Transmorphers: Fall of Man (2009)
Transmorphers on the attack

Certainly, you have to admit that some of the effects scenes are amusing. The film opens on a scene where diplomat’s daughter Amy Van Horne is driving while talking on her cellphone only to be pulled over by patrol officer Bruce Boxleitner and then let go with a warning whereupon she continues talking on her phone – only for it to transform into a Transmorpher and attack her. In another amusing scene, the driver of an SUV is told by his GPS “You have five seconds to exit the vehicle … Prepare to be eliminated.” There are some passably cheap effects of the Transmorpher transformations. On the other hand, the sequel lacks the amazing ambition that Leigh Scott’s original did and that makes it simply a regular cut-price Asylum mockbuster with one or two novelty effects scenes.

The film has the benefit of Bruce Boxleitner, an actor who seems able to project authority with effortless ease and friendliness. He has some very affable scenes dealing with Amy Van Horne or defusing Shane Van Dyke as he waves a gun. Also not too bad is Jennifer Rubin, an actress that should have had more of a profile than she did. Shane Van Dyke, who plays the ex-marine boyfriend, is also the screenwriter and has written several other Asylum films with The Day the Earth Stopped (2008), Street Racer (2008) and Battledogs (2013) and directed several films for them with Paranormal Entity (2009), 6 Guns (2010), Titanic II (2010) and A Haunting in Salem (2011), plus scripted films for other companies with the likes of Chernobyl Diaries (2012), The Sacred (2012), The Silence (2019) and Don’t Worry Darling (2022).

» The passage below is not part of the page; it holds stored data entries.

//! Error types for the flockwork-agents crate.
//!
//! Agents only fail at construction time, when their parameters are out of
//! range. Everything that can go wrong while the simulation runs (a target
//! that vanished, a node that ran dry, a message for a dead agent) is handled
//! as a state transition or a no-op instead of an error.

/// Errors that can occur when building an agent.
#[derive(Debug, thiserror::Error)]
pub enum AgentError {
    /// An agent parameter was out of range.
    #[error("invalid agent parameter `{field}`: {reason}")]
    InvalidParameter {
        /// The offending parameter.
        field: &'static str,
        /// Explanation of the constraint.
        reason: &'static str,
    },
}
//! Uniform-grid spatial hash over the horizontal plane.
//!
//! Items are bucketed by `(floor(x / cell_size), floor(z / cell_size))`.
//! The height axis is ignored when bucketing, so a query of radius `R`
//! touches `O((R / cell_size)^2)` cells. A cell size of roughly twice the
//! typical query radius keeps that to a 2x2 or 3x3 block.
//!
//! # Invariants
//!
//! - Every inserted item appears in exactly one cell list, and that cell is
//!   the one recorded for it in the reverse-lookup table.
//! - Cells that become empty are pruned immediately. Their backing vectors
//!   are kept in a small pool and reused for the next cell that is created.
//!
//! # Result buffers
//!
//! Neighbor queries run at least once per agent per tick, so the query
//! methods that return slices write into an internal scratch buffer that is
//! reused across calls. [`SpatialHash::query_into`] lets callers supply
//! their own buffer instead.

use std::collections::HashMap;
use std::hash::Hash;

use glam::Vec3;

use crate::error::WorldError;

/// Integer coordinates of a grid cell on the x/z plane.
pub type CellKey = (i32, i32);

/// Maximum number of emptied cell vectors kept for reuse.
const SPARE_CELL_POOL: usize = 64;

/// Uniform-grid spatial hash keyed by item handle.
#[derive(Debug, Clone)]
pub struct SpatialHash<T> {
    /// Edge length of one cell in world units.
    cell_size: f32,
    /// `1 / cell_size`, cached for key computation.
    inv_cell_size: f32,
    /// Cell -> items currently in that cell.
    cells: HashMap<CellKey, Vec<T>>,
    /// Item -> the cell it is recorded in.
    lookup: HashMap<T, CellKey>,
    /// Reusable query result buffer.
    scratch: Vec<T>,
    /// Vectors from pruned cells, recycled for new cells.
    spare: Vec<Vec<T>>,
}

impl<T> SpatialHash<T>
where
    T: Copy + Eq + Hash,
{
    /// Create an empty index with the given cell size.
    ///
    /// # Errors
    ///
    /// Returns [`WorldError::InvalidCellSize`] if `cell_size` is not a
    /// positive finite number.
    pub fn new(cell_size: f32) -> Result<Self, WorldError> {
        if !cell_size.is_finite() || cell_size <= 0.0 {
            return Err(WorldError::InvalidCellSize(cell_size));
        }
        Ok(Self {
            cell_size,
            inv_cell_size: cell_size.recip(),
            cells: HashMap::new(),
            lookup: HashMap::new(),
            scratch: Vec::new(),
            spare: Vec::new(),
        })
    }

    /// Edge length of one cell.
    pub const fn cell_size(&self) -> f32 {
        self.cell_size
    }

    /// Number of items currently indexed.
    pub fn len(&self) -> usize {
        self.lookup.len()
    }

    /// Whether the index holds no items.
    pub fn is_empty(&self) -> bool {
        self.lookup.is_empty()
    }

    /// Number of non-empty cells.
    pub fn cell_count(&self) -> usize {
        self.cells.len()
    }

    /// Whether `item` is indexed.
    pub fn contains(&self, item: T) -> bool {
        self.lookup.contains_key(&item)
    }

    /// The cell `item` is recorded in, if it is indexed.
    pub fn cell_of(&self, item: T) -> Option<CellKey> {
        self.lookup.get(&item).copied()
    }

    /// The items recorded in a given cell.
    pub fn items_in_cell(&self, key: CellKey) -> &[T] {
        self.cells.get(&key).map(Vec::as_slice).unwrap_or_default()
    }

    /// The cell containing a world position.
    #[allow(clippy::cast_possible_truncation)]
    pub fn cell_key(&self, position: Vec3) -> CellKey {
        // `as` saturates on overflow and maps NaN to 0, which keeps wild
        // positions inside the key space instead of panicking.
        (
            (position.x * self.inv_cell_size).floor() as i32,
            (position.z * self.inv_cell_size).floor() as i32,
        )
    }

    /// Insert `item` at `position`.
    ///
    /// Inserting an item that is already indexed moves it instead.
    pub fn insert(&mut self, item: T, position: Vec3) {
        if self.contains(item) {
            self.update_position(item, position);
            return;
        }
        let key = self.cell_key(position);
        self.push_into_cell(key, item);
        self.lookup.insert(item, key);
    }

    /// Remove `item`. Returns `false` (and does nothing) if it was unknown.
    pub fn remove(&mut self, item: T) -> bool {
        let Some(key) = self.lookup.remove(&item) else {
            return false;
        };
        self.remove_from_cell(key, item);
        true
    }

    /// Move `item` to `position`.
    ///
    /// This is a no-op when the new position falls in the same cell, and
    /// for unknown items. Returns whether the item changed cells.
    pub fn update_position(&mut self, item: T, position: Vec3) -> bool {
        let new_key = self.cell_key(position);
        let Some(old_key) = self.lookup.get(&item).copied() else {
            return false;
        };
        if old_key == new_key {
            return false;
        }
        self.remove_from_cell(old_key, item);
        self.push_into_cell(new_key, item);
        self.lookup.insert(item, new_key);
        true
    }

    /// Remove every item, keeping allocated buffers.
    pub fn clear(&mut self) {
        for (_, mut bucket) in self.cells.drain() {
            if self.spare.len() < SPARE_CELL_POOL {
                bucket.clear();
                self.spare.push(bucket);
            }
        }
        self.lookup.clear();
        self.scratch.clear();
    }

    /// All items in cells overlapping the square of half-width `radius`
    /// around `center`.
    ///
    /// This is the cheap, unfiltered query: it may include items outside the
    /// circle. The returned slice borrows the internal result buffer and is
    /// overwritten by the next query.
    pub fn query(&mut self, center: Vec3, radius: f32) -> &[T] {
        let mut out = std::mem::take(&mut self.scratch);
        self.query_into(center, radius, &mut out);
        self.scratch = out;
        &self.scratch
    }

    /// Like [`SpatialHash::query`], but writes into a caller-owned buffer.
    ///
    /// `out` is cleared first.
    pub fn query_into(&self, center: Vec3, radius: f32, out: &mut Vec<T>) {
        out.clear();
        let radius = radius.max(0.0);
        if self.cells.is_empty() {
            return;
        }
        if !radius.is_finite() {
            for bucket in self.cells.values() {
                out.extend_from_slice(bucket);
            }
            return;
        }

        let (min_x, min_z) = self.cell_key(center - Vec3::new(radius, 0.0, radius));
        let (max_x, max_z) = self.cell_key(center + Vec3::new(radius, 0.0, radius));

        let span_x = i64::from(max_x).saturating_sub(i64::from(min_x)).saturating_add(1);
        let span_z = i64::from(max_z).saturating_sub(i64::from(min_z)).saturating_add(1);
        let covered = span_x.saturating_mul(span_z);
        let occupied = i64::try_from(self.cells.len()).unwrap_or(i64::MAX);

        if covered > occupied {
            // Huge radius relative to occupancy: walk occupied cells instead
            // of every key in range.
            for (&(cx, cz), bucket) in &self.cells {
                if (min_x..=max_x).contains(&cx) && (min_z..=max_z).contains(&cz) {
                    out.extend_from_slice(bucket);
                }
            }
            return;
        }

        for cz in min_z..=max_z {
            for cx in min_x..=max_x {
                if let Some(bucket) = self.cells.get(&(cx, cz)) {
                    out.extend_from_slice(bucket);
                }
            }
        }
    }

    /// Items within Euclidean distance `radius` of `center`.
    ///
    /// `position_of` supplies each candidate's exact position; candidates
    /// for which it returns `None` are skipped. The returned slice borrows
    /// the internal result buffer.
    pub fn query_filtered<F>(&mut self, center: Vec3, radius: f32, position_of: F) -> &[T]
    where
        F: Fn(T) -> Option<Vec3>,
    {
        let mut out = std::mem::take(&mut self.scratch);
        self.query_filtered_into(center, radius, position_of, &mut out);
        self.scratch = out;
        &self.scratch
    }

    /// Like [`SpatialHash::query_filtered`], but writes into `out`.
    pub fn query_filtered_into<F>(&self, center: Vec3, radius: f32, position_of: F, out: &mut Vec<T>)
    where
        F: Fn(T) -> Option<Vec3>,
    {
        self.query_into(center, radius, out);
        let radius_sq = radius.max(0.0) * radius.max(0.0);
        out.retain(|&item| {
            position_of(item).is_some_and(|pos| pos.distance_squared(center) <= radius_sq)
        });
    }

    /// Unfiltered query that leaves out `exclude` (typically the querying
    /// agent itself).
    pub fn query_excluding(&mut self, center: Vec3, radius: f32, exclude: T) -> &[T] {
        let mut out = std::mem::take(&mut self.scratch);
        self.query_into(center, radius, &mut out);
        out.retain(|&item| item != exclude);
        self.scratch = out;
        &self.scratch
    }

    fn push_into_cell(&mut self, key: CellKey, item: T) {
        let spare = &mut self.spare;
        self.cells
            .entry(key)
            .or_insert_with(|| spare.pop().unwrap_or_default())
            .push(item);
    }

    fn remove_from_cell(&mut self, key: CellKey, item: T) {
        let emptied = self.cells.get_mut(&key).is_some_and(|bucket| {
            if let Some(idx) = bucket.iter().position(|&other| other == item) {
                bucket.swap_remove(idx);
            }
            bucket.is_empty()
        });
        if emptied {
            if let Some(bucket) = self.cells.remove(&key) {
                if self.spare.len() < SPARE_CELL_POOL {
                    self.spare.push(bucket);
                }
            }
        }
    }
}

Director Scott Wheeler is mostly known as a visual effects supervisor on numerous low-budget films. He has directed several films for The Asylum with Journey to the Center of the Earth (2008), Milf (2010), Celebrity Sex Tape (2012), Martian Land (2015) and Sinbad and the War of the Furies (2016), as well as Avalanche Sharks (2013), Sink Hole (2013) and Attack of the Killer Donuts (2016) for other companies.